In 2000 Avivi starred in the successful drama series "The Bourgeoisie", alongside his friends from "Hahamishia Hakamerit", on "Keshet" on Channel 2. "The Bourgeoisie" was very successful, and aired three acclaimed and award-winning seasons. At the same time, he participated in the series "Chant Li" (2002) and hosted "Two Experts and a Fool" (2003) on "Logi" channel. During that period Avivi moved behind the scenes, creating several TV shows, including "Behind the News" (2003), and was eventually appointed in 2005 to head Keshet Channel 10's content department. In those years he participated in the series "Love Hurts" (2004) on Channel 10, and appeared as a panelist on "Addicted to Playing" on "Reshet", Channel 2. In 2006 he starred in Dror Shaul's Ophir Award winning film "Sweet Mud". That same year he created and starred in the series "Good Tidings", playing himself. The series touches on biographical details from Avivi's life such as his closeness to spirituality or his professional past on the series "The Bourgeoisie" and "The Comic Quintet". He later guest starred on the HOT series "Case of the Week".

In 2009 he played in HOT3's original drama series Pillars of Smoke - a series about a settlement in the Golan Heights whose residents all disappear, starring Tzahi Grad, Efrat Ben Tzur and Marina Maximilian Blumin.

Towards the end of 2009 Avivi joined the cast of the play "The Science of Relationships", written and directed by Ilan Doron. In the play he portrays a married man who falls in love with a young and flirtatious nurse (Tali Sharon).

In February 2010 he joined the third season of the satirical show “Week’s End!”.

In addition, towards the end of 2009 he participated in the program "Once in a Lifetime", and traveled with singer Mooki to a gathering of the Jewish diaspora near King David's tomb in Jerusalem.

In 2011 he guest starred on the series "Tall and Greenbaum", and continued for another season of Pillars of Smoke.

In 2012 he participated in the third season of "Half" called "Half the Real Thing" playing Saul, and also took part in the second season of the drama series "The Prime Minister's Children", alongside his friend from "The Quintet" days Rami Heuberger. That year he also began serving as narrator on the reality show “Come Dine With Me”.

At the beginning of 2013, Avivi and his wife Michal Livdinski performed a show they wrote together about relationships and marriage. Initially they performed the show at private events in their living room salon in Pardes Hana under the name: “Living the Good Life – Shai Avivi and Michal Livdinski”, and later at public venues under the name “Happily Ever After - Shai Avivi and Michal Livdinski”.

In 2015, he began participating in the VIP season of “Master Chef” and won the finale. That same year he played a lead role in Dror Shaul’s comedy “Atomic Falafel”. He also portrayed that year the character of the Mossad deputy director in the TV thriller series “The Seminary”.

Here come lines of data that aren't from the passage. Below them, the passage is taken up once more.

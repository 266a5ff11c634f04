use crate::error::AppError;
use crate::notify::{NOTIFICATION_SUMMARY, Notifier, timeout_millis};
use notify_rust::{Notification, Timeout};
use std::time::Duration;

pub struct LinuxNotifier;

impl Notifier for LinuxNotifier {
    fn notify_error(&self, message: &str, visible_for: Duration) -> Result<(), AppError> {
        Notification::new()
            .summary(NOTIFICATION_SUMMARY)
            .body(message)
            .timeout(Timeout::Milliseconds(timeout_millis(visible_for)))
            .show()
            .map_err(|err| AppError::io(err.to_string()))?;
        Ok(())
    }
}
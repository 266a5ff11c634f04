use clap::error::ErrorKind;
use clap::{CommandFactory, Parser};
use std::io::{self, BufRead};
use tasklist_cli::cli::{
    CONFIG_OVERRIDE_FLAG, Cli, Command, TargetArgs, parse_config_overrides, split_command_line,
};
use tasklist_cli::terminal::{TerminalPresenter, task_json, task_table};
use tasklist_core::clock::SystemClock;
use tasklist_core::config::{Config, load_config_with_fallback, merge_overrides};
use tasklist_core::error::AppError;
use tasklist_core::model::Task;
use tasklist_core::notify::notifier_for;
use tasklist_core::present::Surface;
use tasklist_core::storage::JsonFileStore;
use tasklist_core::{Action, TaskListManager};
use tracing_subscriber::EnvFilter;

type Manager = TaskListManager<JsonFileStore, TerminalPresenter, SystemClock>;

const LOG_ENV_VAR: &str = "TASKLIST_LOG";

fn init_tracing() {
    let filter = EnvFilter::try_from_env(LOG_ENV_VAR).unwrap_or_else(|_| EnvFilter::new("warn"));
    let _ = tracing_subscriber::fmt()
        .with_env_filter(filter)
        .with_writer(io::stderr)
        .with_target(false)
        .try_init();
}

fn resolve_config(raw_overrides: &[String]) -> Result<Config, AppError> {
    let loaded = load_config_with_fallback();
    if let Some(err) = loaded.error {
        tracing::warn!(error = %err, "falling back to default configuration");
    }
    let overrides = parse_config_overrides(raw_overrides).map_err(AppError::invalid_input)?;
    Ok(merge_overrides(&loaded.config, &overrides))
}

/// With `interactive` the presenter draws every row change itself; otherwise
/// the command prints a one-line summary.
fn open_manager(config: &Config, interactive: bool) -> Result<Manager, AppError> {
    let store = JsonFileStore::open_default()?;
    tracing::debug!(path = %store.path().display(), "store opened");
    let presenter = TerminalPresenter::new(
        config.palette(),
        notifier_for(config.desktop_notifications),
        interactive,
    );
    TaskListManager::load(store, presenter, SystemClock, config.timings())
}

fn print_task(task: &Task, json: bool, verb: &str) {
    if json {
        println!("{}", task_json(task));
    } else {
        println!("{verb} task: {} ({})", task.text, task.id);
    }
}

fn run_command(manager: &mut Manager, cli: &Cli, interactive: bool) -> Result<(), AppError> {
    match &cli.command {
        Command::Add { text } => {
            let task = manager.add_task(text.as_deref().unwrap_or_default())?;
            if !interactive || cli.json {
                print_task(&task, cli.json, "Added");
            }
        }
        Command::Finish(target) => {
            run_action(manager, cli, interactive, Action::Finish, target)?;
        }
        Command::Delete(target) => {
            run_action(manager, cli, interactive, Action::Delete, target)?;
        }
        Command::Repeat(target) => {
            run_action(manager, cli, interactive, Action::Repeat, target)?;
        }
        Command::Show { id } => {
            let task = manager
                .locate_by_id(id.trim())
                .ok_or_else(|| AppError::invalid_input("task not found"))?;
            if cli.json {
                println!("{}", task_json(task));
            } else {
                let line = manager
                    .presenter()
                    .row_line(task, Surface::for_task(task));
                println!("{line}");
                println!("created:  {}", task.created_at);
                println!("finished: {}", task.finished_at.as_deref().unwrap_or("-"));
            }
        }
        Command::List => {
            if cli.json {
                let pending: Vec<_> = manager.pending_display_order().map(task_json).collect();
                let finished: Vec<_> = manager.finished().iter().map(task_json).collect();
                println!(
                    "{}",
                    serde_json::json!({ "pending": pending, "finished": finished })
                );
            } else {
                println!(
                    "{}",
                    task_table(manager.pending_display_order(), manager.finished())
                );
            }
        }
    }

    Ok(())
}

fn run_action(
    manager: &mut Manager,
    cli: &Cli,
    interactive: bool,
    action: Action,
    target: &TargetArgs,
) -> Result<(), AppError> {
    match manager.handle_action(action, &target.action_target())? {
        Some(task) if cli.json => println!("{}", task_json(&task)),
        Some(task) if !interactive => {
            let verb = match action {
                Action::Finish => "Finished",
                Action::Delete => "Deleted",
                Action::Repeat => "Repeated",
            };
            print_task(&task, false, verb);
        }
        Some(_) => {}
        None if cli.json => println!("null"),
        None => println!("Nothing to {}: no matching task.", action.as_str()),
    }
    Ok(())
}

fn normalize_parse_error(err: clap::Error) -> AppError {
    let rendered = err.to_string();
    let first_line = rendered.lines().next().unwrap_or("invalid command").trim();
    let message = first_line
        .strip_prefix("error: ")
        .unwrap_or(first_line)
        .to_string();
    AppError::invalid_input(message)
}

fn print_help() {
    let mut cmd = Cli::command();
    let help = cmd.render_help();
    println!("{help}");
}

fn run_interactive() -> Result<(), AppError> {
    let config = resolve_config(&[])?;
    let mut manager = open_manager(&config, true)?;
    manager.render_all();

    let mut input = String::new();
    let stdin = io::stdin();
    let mut stdin_lock = stdin.lock();

    loop {
        input.clear();
        let bytes = stdin_lock
            .read_line(&mut input)
            .map_err(|err| AppError::io(err.to_string()))?;
        manager.tick();

        if bytes == 0 {
            break;
        }

        let line = input.trim();
        if line.is_empty() {
            continue;
        }

        if line.eq_ignore_ascii_case("exit") || line.eq_ignore_ascii_case("quit") {
            break;
        }

        if line == "help" || line == "?" {
            print_help();
            continue;
        }

        let args = match split_command_line(line) {
            Ok(args) => args,
            Err(message) => {
                eprintln!("ERROR: {}", AppError::invalid_input(message));
                continue;
            }
        };

        if args.is_empty() {
            continue;
        }

        if args.iter().any(|arg| arg.starts_with(CONFIG_OVERRIDE_FLAG)) {
            let err =
                AppError::invalid_input("configuration overrides only apply when a session starts");
            eprintln!("ERROR: {}", err);
            continue;
        }

        let mut argv = Vec::with_capacity(args.len() + 1);
        argv.push("tasklist".to_string());
        argv.extend(args);

        let cli = match Cli::try_parse_from(argv) {
            Ok(cli) => cli,
            Err(err) if err.kind() == ErrorKind::DisplayHelp => {
                println!("{}", err.render());
                continue;
            }
            Err(err) => {
                eprintln!("ERROR: {}", normalize_parse_error(err));
                continue;
            }
        };

        if let Err(err) = run_command(&mut manager, &cli, true) {
            eprintln!("ERROR: {}", err);
        }
    }

    manager.flush_removals();
    Ok(())
}

fn run_once(cli: &Cli) -> Result<(), AppError> {
    let config = resolve_config(&cli.config_override)?;
    let mut manager = open_manager(&config, false)?;
    let result = run_command(&mut manager, cli, false);
    manager.flush_removals();
    result
}

fn main() {
    init_tracing();

    let mut args = std::env::args_os();
    args.next();
    if args.next().is_none() {
        if let Err(err) = run_interactive() {
            eprintln!("ERROR: {}", err);
            std::process::exit(1);
        }
        return;
    }

    let cli = match Cli::try_parse() {
        Ok(cli) => cli,
        Err(err) if matches!(err.kind(), ErrorKind::DisplayHelp | ErrorKind::DisplayVersion) => {
            err.exit()
        }
        Err(err) => {
            eprintln!("ERROR: {}", normalize_parse_error(err));
            std::process::exit(1);
        }
    };

    if let Err(err) = run_once(&cli) {
        eprintln!("ERROR: {}", err);
        std::process::exit(1);
    }
}
pub mod clock;
pub mod config;
pub mod error;
pub mod feedback;
pub mod model;
pub mod notify;
pub mod present;
pub mod removal;
pub mod storage;
pub mod task_api;

pub use task_api::{Action, ActionTarget, TaskListManager, Timings};

#[cfg(test)]
mod tests {
    use crate::error::AppError;
    use crate::model::{Task, TaskState};

    #[test]
    fn task_has_required_fields() {
        let task = Task {
            id: "0000000001".to_string(),
            text: "demo".to_string(),
            created_at: "2025-12-20T00:00:00Z".to_string(),
            finished_at: None,
        };

        assert_eq!(task.id, "0000000001");
        assert_eq!(task.text, "demo");
        assert_eq!(task.created_at, "2025-12-20T00:00:00Z");
        assert_eq!(task.finished_at, None);
        assert_eq!(task.state(), TaskState::Pending);
    }

    #[test]
    fn app_error_exposes_code() {
        let err = AppError::duplicate("already listed");
        assert_eq!(err.code(), "duplicate");
        assert!(err.is_validation());
        assert!(!AppError::io("disk full").is_validation());
        assert_eq!(err.to_string(), "duplicate - already listed");
    }
}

In 2016, he played the lead role in the feature film “A Week and a Day” alongside Tomer Kapon, in which he portrayed a bereaved father coping with his son’s death after finding his medical marijuana stash.

In 2017, he played the lead role of Ariel Bloch in Shabi Geva’s film “Longing”.

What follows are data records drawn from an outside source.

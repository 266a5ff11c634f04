//! Terminal rendering of the task list.

use std::time::Duration;
use tabled::settings::Style;
use tabled::{Table, Tabled};
use tasklist_core::config::Palette;
use tasklist_core::error::AppError;
use tasklist_core::model::Task;
use tasklist_core::notify::Notifier;
use tasklist_core::present::{Animation, Presenter, RowRef, Surface};
use time::format_description::well_known::Rfc3339;
use time::macros::format_description;
use time::{OffsetDateTime, UtcOffset};

/// Presenter for the terminal. With `echo_rows` every instruction is printed
/// as a line; without it only errors are forwarded to the desktop notifier and
/// the caller prints its own summary.
pub struct TerminalPresenter {
    palette: Palette,
    notifier: Box<dyn Notifier>,
    echo_rows: bool,
    last_error: Option<String>,
}

impl TerminalPresenter {
    pub fn new(palette: Palette, notifier: Box<dyn Notifier>, echo_rows: bool) -> Self {
        Self {
            palette,
            notifier,
            echo_rows,
            last_error: None,
        }
    }

    pub fn last_error(&self) -> Option<&str> {
        self.last_error.as_deref()
    }

    pub fn row_line(&self, task: &Task, surface: Surface) -> String {
        let (checkbox, text) = match surface {
            Surface::Pending => ("[ ]", task.text.clone()),
            Surface::Finished => ("[x]", self.palette.strike(&task.text)),
        };
        format!("{checkbox} {text} ({})", self.palette.accentize(&task.id))
    }
}

impl Presenter for TerminalPresenter {
    fn render(
        &mut self,
        task: &Task,
        surface: Surface,
        animation: Animation,
    ) -> Result<(), AppError> {
        if self.echo_rows {
            let marker = match animation {
                Animation::Enter => "+",
                Animation::Exit => "-",
                Animation::None => " ",
            };
            println!("{marker} {}", self.row_line(task, surface));
        }
        Ok(())
    }

    fn mark_for_removal(
        &mut self,
        row: &RowRef,
        _animation: Animation,
        _delay: Duration,
    ) -> Result<(), AppError> {
        if self.echo_rows {
            println!("~ {}", self.palette.mutedize(&row.text));
        }
        Ok(())
    }

    fn remove_row(&mut self, row: &RowRef) -> Result<(), AppError> {
        if self.echo_rows {
            println!(
                "- {} ({})",
                self.palette.mutedize(&row.text),
                row.task_id
            );
        }
        Ok(())
    }

    fn show_error(&mut self, message: &str, visible_for: Duration) -> Result<(), AppError> {
        self.last_error = Some(message.to_string());
        self.notifier.notify_error(message, visible_for)
    }

    fn clear_error(&mut self) -> Result<(), AppError> {
        self.last_error = None;
        Ok(())
    }
}

#[derive(Tabled)]
struct TaskRow {
    #[tabled(rename = "id")]
    id: String,
    #[tabled(rename = "state")]
    state: &'static str,
    #[tabled(rename = "text")]
    text: String,
    #[tabled(rename = "created")]
    created: String,
    #[tabled(rename = "finished")]
    finished: String,
}

impl TaskRow {
    fn from_task(task: &Task, offset: UtcOffset) -> Self {
        Self {
            id: task.id.clone(),
            state: task.state().as_str(),
            text: task.text.clone(),
            created: display_timestamp(&task.created_at, offset),
            finished: task
                .finished_at
                .as_deref()
                .map(|value| display_timestamp(value, offset))
                .unwrap_or_else(|| "-".to_string()),
        }
    }
}

/// Pending tasks newest first, then finished tasks in the order they were
/// finished.
pub fn task_table<'a>(
    pending: impl Iterator<Item = &'a Task>,
    finished: &'a [Task],
) -> String {
    let offset = UtcOffset::current_local_offset().unwrap_or(UtcOffset::UTC);
    let rows: Vec<TaskRow> = pending
        .chain(finished)
        .map(|task| TaskRow::from_task(task, offset))
        .collect();
    if rows.is_empty() {
        return "No tasks.".to_string();
    }

    let mut table = Table::new(rows);
    table.with(Style::psql());
    table.to_string()
}

pub fn display_timestamp(value: &str, offset: UtcOffset) -> String {
    let format = format_description!("[year]-[month]-[day] [hour]:[minute]");
    OffsetDateTime::parse(value, &Rfc3339)
        .ok()
        .and_then(|instant| instant.to_offset(offset).format(format).ok())
        .unwrap_or_else(|| value.to_string())
}

pub fn task_json(task: &Task) -> serde_json::Value {
    serde_json::json!({
        "id": task.id,
        "text": task.text,
        "state": task.state().as_str(),
        "createdAt": task.created_at,
        "finishedAt": task.finished_at,
    })
}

In 2018 he participated in the series “The Conductor”, playing Asher Tzof, a police investigator participating in a singing group.

In 2019, he took part in the series “Embarrassing Mom”.

In 2020 began airing the series “Kibbutzniks”, in which Avivi played Gershon Karftig, the father of the main character. That same year, he played in the Keshet 13 TV series “Blackspace”.

Avivi won the 2020 Ophir Award for Best Lead Actor for his performance in Nir Bergman’s film “Here We Are”.

In 2021, he returned to voice his own role in a revival of the computer game “Piposh”.

== Personal life ==
Avivi is married to Michal Livdinsky, a screenwriter graduate of the Film and Television Department at Tel Aviv University. The couple have two children and live in Pardes Hanna.